In Sunday’s Los Angeles Times, Susan Salter Reynolds discusses the pleasures readers can find when they dip into a book on a topic that they are unfamiliar with. For Reyonlds, Mladen Dolar’s A Voice and Nothing More is such a book. She found it “a deeply academic, yet readable inquiry into the nature of voice and its role as a bridge between nature and culture, subject and other, body and language, the personal and the political." Here is a little about what she learned about intonation.
Intonation is another way in which we can be aware of the voice, for the particular tone of the voice, its particular melody and modulation, its cadence and inflection, can decide the meaning. Intonation can turn the meaning of a sentence upside down; it can transform it into its opposite. A slight note of irony, and a serious meaning comes tumbling down; a note of distress, and the joke will backfire. Linguistic competence crucially includes not only phonology, but also the ability to cope with intonation and its multiple uses. Still, intonation is not as elusive as it may seem; it can be linguistically described and empirically verified.

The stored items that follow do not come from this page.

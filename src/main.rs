use office_tracker::{AppConfig, AppState, router};
use std::net::SocketAddr;
use tracing::info;
use tracing_subscriber::{EnvFilter, fmt};

#[tokio::main]
async fn main() -> Result<(), Box<dyn std::error::Error>> {
    fmt()
        .with_env_filter(EnvFilter::from_default_env().add_directive("info".parse()?))
        .init();

    let config = AppConfig::from_env();
    let state = AppState::init(&config).await?;
    let app = router(state);

    let addr = SocketAddr::from(([0, 0, 0, 0], config.port));
    info!("listening on http://{addr}");
    let listener = tokio::net::TcpListener::bind(addr).await?;
    axum::serve(listener, app).await?;

    Ok(())
}
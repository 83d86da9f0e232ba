use crate::contract;
use serde::{Deserialize, Serialize};
use std::collections::BTreeMap;

#[derive(Debug, Clone, Copy, PartialEq, Eq, Serialize, Deserialize)]
#[serde(rename_all = "lowercase")]
pub enum DayStatus {
    In,
    Out,
}

impl DayStatus {
    pub fn label(self) -> &'static str {
        match self {
            DayStatus::In => "In Office",
            DayStatus::Out => "Not in Office",
        }
    }
}

#[derive(Debug, Clone, Serialize, Deserialize)]
pub struct DayEntry {
    #[serde(rename = "dateISO")]
    pub date_iso: String,
    #[serde(default, skip_serializing_if = "Option::is_none")]
    pub status: Option<DayStatus>,
    #[serde(default)]
    pub notes: String,
}

#[derive(Debug, Clone, Serialize, Deserialize)]
pub struct TrackerData {
    #[serde(default)]
    pub days: BTreeMap<String, DayEntry>,
    #[serde(rename = "targetPerQuarter", default = "default_target")]
    pub target_per_quarter: u32,
}

fn default_target() -> u32 {
    contract::DEFAULT_TARGET_PER_QUARTER
}

impl Default for TrackerData {
    fn default() -> Self {
        Self {
            days: BTreeMap::new(),
            target_per_quarter: default_target(),
        }
    }
}

impl TrackerData {
    /// Setting `None` clears the status; the entry itself is removed once
    /// neither a status nor a note remains.
    pub fn set_status(&mut self, iso: &str, status: Option<DayStatus>) {
        let entry = self.days.entry(iso.to_string()).or_insert_with(|| DayEntry {
            date_iso: iso.to_string(),
            status: None,
            notes: String::new(),
        });
        entry.status = status;
        self.drop_if_empty(iso);
    }

    pub fn set_note(&mut self, iso: &str, notes: &str) {
        let entry = self.days.entry(iso.to_string()).or_insert_with(|| DayEntry {
            date_iso: iso.to_string(),
            status: None,
            notes: String::new(),
        });
        entry.notes = notes.to_string();
        self.drop_if_empty(iso);
    }

    pub fn set_target(&mut self, target: u32) -> bool {
        if target < 1 {
            return false;
        }
        self.target_per_quarter = target;
        true
    }

    pub fn status_of(&self, iso: &str) -> Option<DayStatus> {
        self.days.get(iso).and_then(|entry| entry.status)
    }

    /// Count of days marked in-office inside `[from_iso, to_iso]`. ISO
    /// strings order lexicographically, so plain string comparison works.
    pub fn in_office_count(&self, from_iso: &str, to_iso: &str) -> u32 {
        self.days
            .values()
            .filter(|entry| {
                entry.status == Some(DayStatus::In)
                    && entry.date_iso.as_str() >= from_iso
                    && entry.date_iso.as_str() <= to_iso
            })
            .count() as u32
    }

    /// Entries with a set status inside `[from_iso, to_iso]`, ascending by
    /// date (BTreeMap order).
    pub fn entries_in_range(&self, from_iso: &str, to_iso: &str) -> Vec<&DayEntry> {
        self.days
            .values()
            .filter(|entry| {
                entry.status.is_some()
                    && entry.date_iso.as_str() >= from_iso
                    && entry.date_iso.as_str() <= to_iso
            })
            .collect()
    }

    fn drop_if_empty(&mut self, iso: &str) {
        if self
            .days
            .get(iso)
            .is_some_and(|entry| entry.status.is_none() && entry.notes.is_empty())
        {
            self.days.remove(iso);
        }
    }
}

#[cfg(test)]
mod tests {
    use super::*;

    #[test]
    fn clear_removes_entry_when_notes_empty() {
        let mut data = TrackerData::default();
        data.set_status("2026-08-03", Some(DayStatus::In));
        assert_eq!(data.status_of("2026-08-03"), Some(DayStatus::In));

        data.set_status("2026-08-03", None);
        assert_eq!(data.status_of("2026-08-03"), None);
        assert!(!data.days.contains_key("2026-08-03"));
    }

    #[test]
    fn clear_keeps_entry_with_notes() {
        let mut data = TrackerData::default();
        data.set_status("2026-08-03", Some(DayStatus::Out));
        data.set_note("2026-08-03", "dentist");

        data.set_status("2026-08-03", None);
        let entry = data.days.get("2026-08-03").expect("notes-only entry kept");
        assert_eq!(entry.status, None);
        assert_eq!(entry.notes, "dentist");
    }

    #[test]
    fn emptying_note_on_statusless_entry_removes_it() {
        let mut data = TrackerData::default();
        data.set_note("2026-08-04", "remote day");
        assert!(data.days.contains_key("2026-08-04"));

        data.set_note("2026-08-04", "");
        assert!(!data.days.contains_key("2026-08-04"));
    }

    #[test]
    fn note_survives_status_changes() {
        let mut data = TrackerData::default();
        data.set_note("2026-08-05", "team event");
        data.set_status("2026-08-05", Some(DayStatus::In));

        let entry = &data.days["2026-08-05"];
        assert_eq!(entry.status, Some(DayStatus::In));
        assert_eq!(entry.notes, "team event");
    }

    #[test]
    fn in_office_count_respects_range_and_status() {
        let mut data = TrackerData::default();
        data.set_status("2026-06-30", Some(DayStatus::In));
        data.set_status("2026-07-01", Some(DayStatus::In));
        data.set_status("2026-07-02", Some(DayStatus::Out));
        data.set_status("2026-09-30", Some(DayStatus::In));
        data.set_status("2026-10-01", Some(DayStatus::In));

        assert_eq!(data.in_office_count("2026-07-01", "2026-09-30"), 2);
    }

    #[test]
    fn empty_state_counts_zero_for_any_range() {
        let data = TrackerData::default();
        assert_eq!(data.in_office_count("2026-01-01", "2026-12-31"), 0);
        assert_eq!(data.in_office_count("2026-12-31", "2026-01-01"), 0);
    }

    #[test]
    fn target_rejects_zero() {
        let mut data = TrackerData::default();
        assert!(!data.set_target(0));
        assert_eq!(data.target_per_quarter, contract::DEFAULT_TARGET_PER_QUARTER);
        assert!(data.set_target(12));
        assert_eq!(data.target_per_quarter, 12);
    }

    #[test]
    fn persisted_shape_uses_wire_names() {
        let mut data = TrackerData::default();
        data.set_status("2026-08-03", Some(DayStatus::In));
        let json = serde_json::to_value(&data).unwrap();

        assert!(json.get("targetPerQuarter").is_some());
        let day = &json["days"]["2026-08-03"];
        assert_eq!(day["dateISO"], "2026-08-03");
        assert_eq!(day["status"], "in");
    }

    #[test]
    fn loads_wire_shape_with_missing_fields() {
        let data: TrackerData = serde_json::from_str(
            r#"{"days":{"2026-01-05":{"dateISO":"2026-01-05","status":"out"}}}"#,
        )
        .unwrap();
        assert_eq!(data.target_per_quarter, contract::DEFAULT_TARGET_PER_QUARTER);
        assert_eq!(data.status_of("2026-01-05"), Some(DayStatus::Out));
        assert_eq!(data.days["2026-01-05"].notes, "");
    }
}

So, how does intonation relate to our everyday lives? Dolar tells us about the influential Russian Linguist, Roman Jakobson’s intonation story:
A former actor of Stanislavskij’s Moscow Theatre told me how at his audition he was asked by the famous director to make forty different messages from the phrase Segodnja Vecerom, “This Evening,” by diversifying it expressive tint. He made a list of some forty emotional situations, them emitted the given phrase in accordance with each of these situations, which his audience had to recognize only from the changes in the sound shape of the same two words. For our research work in the description and analysis of contemporary Standard Russian *under the Auspices of the Rockefeller Foundation) this actor as asked to repeat Stanislavskij’s test. He wrote down some fifty situations framing the same elliptic sentence and made of it fifty corresponding messages for a tape recorder. Most of the messages were correctly and circumstantially decoded by Moscovite listeners. May I add that all such emotive cues easily undergo linguistic analysis.
So all the shades of intonation which critically contribute to meaning, far from being an ineffable abyss, present no great problem to linguistic analysis; intonation can be submitted to the same treatment as all other linguistic phenomena. It requires some additional notation, but this is just the mark of a more complex and ramified code, an extension of phonological analysis. It can be empirically tested—with the help of Rockefeller (I love this detail)—that is to say, objectively and impartially. It is no coincidence that the “subject” of this experiment was an actor, since theater is the ultimate practical laboratory of endowing the same text with the shades of intonation and thereby, bringing it to life, empirically testing this every evening with the audience.